Murray usually cast-nets several dozen mullet wherever he sees the baitfish pushing water. After catching bait, he recommended that you cruise around until you spot another mullet school, then closely watch to see what the baitfish are doing and what’s feeding on them.
Tarpon often jump completely out of the water, then come crashing back into the middle of the school. Snook like to hang below the school and suck in mullet with an audible pop. Jacks will charge into the school and send mullet flying.
Murray likes to fish live mullet on a 7-foot light- to medium-action spinning rod with a 4000-size reel spooled with 20-pound braided line. He usually attaches a 40-pound fluorocarbon leader tied to a 3/0 Owner Mutu Light circle hook. He clips an indicator float to the leader, which allows him and his anglers to keep track of the bait.
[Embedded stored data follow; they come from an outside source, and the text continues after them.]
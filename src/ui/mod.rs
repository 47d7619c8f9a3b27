pub mod panels;
pub mod plot;
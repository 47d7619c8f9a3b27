use std::collections::BTreeMap;
use std::path::{Path, PathBuf};

use anyhow::{Context, Result, bail};
use serde::Deserialize;

/// Optional `[min, max]` y-axis clamp for one field. Used by the plots only.
pub type DisplayRange = [f64; 2];

/// One dashboard deployment.
///
/// Every key is optional in the JSON file; missing keys fall back to the
/// defaults below.
///
/// ```json
/// {
///   "log_path": "metrics_logs/ato_log.log",
///   "target_fields": ["gear_avg", "speed_avg"],
///   "display_ranges": { "gear_avg": [-1, 6] }
/// }
/// ```
#[derive(Debug, Clone, PartialEq, Deserialize)]
#[serde(default, deny_unknown_fields)]
pub struct DashboardConfig {
    pub log_path: PathBuf,
    pub timestamp_key: String,
    pub target_fields: Vec<String>,
    pub display_ranges: BTreeMap<String, DisplayRange>,
    pub title: String,
    pub logo_path: Option<PathBuf>,
}

impl Default for DashboardConfig {
    fn default() -> Self {
        Self {
            log_path: PathBuf::from("ato_log.log"),
            timestamp_key: "timestamp".to_string(),
            target_fields: [
                "vehicle_state_avg",
                "speed_avg",
                "gear_avg",
                "gas_pedal_avg",
                "steering_wheel_avg",
                "hazard_signal_avg",
            ]
            .iter()
            .map(|s| s.to_string())
            .collect(),
            display_ranges: BTreeMap::new(),
            title: "Teleops Signal Dashboard".to_string(),
            logo_path: None,
        }
    }
}

impl DashboardConfig {
    /// Read and check a JSON config file.
    pub fn from_file(path: &Path) -> Result<Self> {
        let text = std::fs::read_to_string(path)
            .with_context(|| format!("reading config {}", path.display()))?;
        let config = Self::from_json(&text)
            .with_context(|| format!("parsing config {}", path.display()))?;
        Ok(config)
    }

    pub fn from_json(text: &str) -> Result<Self> {
        let config: DashboardConfig = serde_json::from_str(text).context("parsing JSON")?;
        config.check()?;
        Ok(config)
    }

    fn check(&self) -> Result<()> {
        if self.timestamp_key.is_empty() {
            bail!("timestamp_key must not be empty");
        }
        if self.target_fields.is_empty() {
            bail!("target_fields must list at least one field");
        }
        for (field, [min, max]) in &self.display_ranges {
            if min > max {
                bail!("display range for '{field}' has min {min} > max {max}");
            }
        }
        Ok(())
    }

    pub fn display_range(&self, field: &str) -> Option<DisplayRange> {
        self.display_ranges.get(field).copied()
    }
}

#[cfg(test)]
mod tests {
    use super::*;

    #[test]
    fn test_defaults_fill_missing_keys() {
        let config = DashboardConfig::from_json(r#"{"log_path": "dv9/ato_log.log"}"#).unwrap();
        assert_eq!(config.log_path, PathBuf::from("dv9/ato_log.log"));
        assert_eq!(config.timestamp_key, "timestamp");
        assert_eq!(config.target_fields.len(), 6);
        assert!(config.logo_path.is_none());
    }

    #[test]
    fn test_display_ranges() {
        let config = DashboardConfig::from_json(
            r#"{"target_fields": ["gear_avg"], "display_ranges": {"gear_avg": [-1, 6]}}"#,
        )
        .unwrap();
        assert_eq!(config.display_range("gear_avg"), Some([-1.0, 6.0]));
        assert_eq!(config.display_range("speed_avg"), None);
    }

    #[test]
    fn test_inverted_range_is_rejected() {
        let err = DashboardConfig::from_json(r#"{"display_ranges": {"gear_avg": [6, -1]}}"#)
            .unwrap_err();
        assert!(format!("{err:#}").contains("gear_avg"));
    }

    #[test]
    fn test_unknown_key_is_rejected() {
        assert!(DashboardConfig::from_json(r#"{"log_file": "x.log"}"#).is_err());
    }

    #[test]
    fn test_shipped_configs_parse() {
        let signal =
            DashboardConfig::from_json(include_str!("../configs/signal_dashboard.json")).unwrap();
        assert_eq!(signal.target_fields.len(), 4);
        assert!(signal.display_ranges.is_empty());

        let teleops =
            DashboardConfig::from_json(include_str!("../configs/teleops_dashboard.json")).unwrap();
        assert_eq!(teleops.target_fields.len(), 6);
        assert_eq!(teleops.display_range("gas_pedal_avg"), Some([0.0, 100.0]));
        assert_eq!(teleops.logo_path, Some(PathBuf::from("logo.png")));
    }

    #[test]
    fn test_empty_field_list_is_rejected() {
        assert!(DashboardConfig::from_json(r#"{"target_fields": []}"#).is_err());
    }
}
“I vary my leaders. I like to actually start lighter,” Murray said. “Normally I rig up two that are 25-pound, two that are 30, two that are 40. When I know what kind of fish are there and what kind of heat I have to put on them, normally 40. If they’re small snook, 25 or 30 is fine.”
When drifting or slow-trolling, he hooks a mullet through the upper lip and has his angler cast it to the edge of a submerged oyster bar, which snook, tarpon, and other species use as ambush spots. Murray then has the angler open the bail of the reel and slowly let out the line.
Fishing in the St. Lucie River with Murray and Anthony Javarone, it wasn’t long before our mullet got nervous, then violent splashes appeared by the baits. Whatever went after my mullet missed, but a big fish nailed Javarone’s bait.
Following Murray’s instruction to let the fish swim for a few seconds before closing the bail and reeling the line tight, Javarone was hooked up to what turned out to be a 15-pound jack. The fish took Javarone from one end of Murray’s bay boat to the other before it finally tired. With a gloved hand, Murray lifted the jack out of the water by the tail, let Javarone pose with it for some photos, then released it to resume its mullet-marauding ways.
Big jacks also feed on schools of mullet traveling along the beaches and in and out of inlets. Tarpon and Spanish mackerel will crash into a mullet school, then they and snook, bluefish, and jacks lurking underneath gobble up the stunned and maimed mullet. That’s when fishing a mullet head on the bottom can be extremely effective.
Fishing around the rocks at the mouth of St. Lucie Inlet, Capt. Greg Snyder of Stuart uses a DOA plastic shrimp to catch snook ranging from under the minimum size limit of 28 inches to over the maximum size limit of 32 inches. He fishes the shrimp on a spinning outfit with 30-pound braided line and a 40-pound fluorocarbon leader.
“They use the rocks as a trap,” said Snyder of the snook. “The bait hits the rocks and gets confused and the snook take advantage of it.”
The key is to let the shrimp drift with the current and to be aware of any taps or hesitation in the drift, because that means a snook has taken the lure.
“Let the tide do the work and keep in contact with the shrimp,” Snyder said, “because you need to be able to set the hook when they eat.”
Why would a snook eat a shrimp when mullet are abundant? I posed that question to Nichols, the founder of DOA Lures.
“The first of the mullet run, the fish are all over the mullet,” Nichols said. “But after three weeks of eating mullet, they’re ready for something different.
“I think it’s just easy for them to eat a shrimp,” he added. “They have to work hard to catch a mullet. It doesn’t take anything for them to catch a shrimp.”
And when the mullet are running, it usually doesn’t take anything for anglers to catch a variety of gamefish.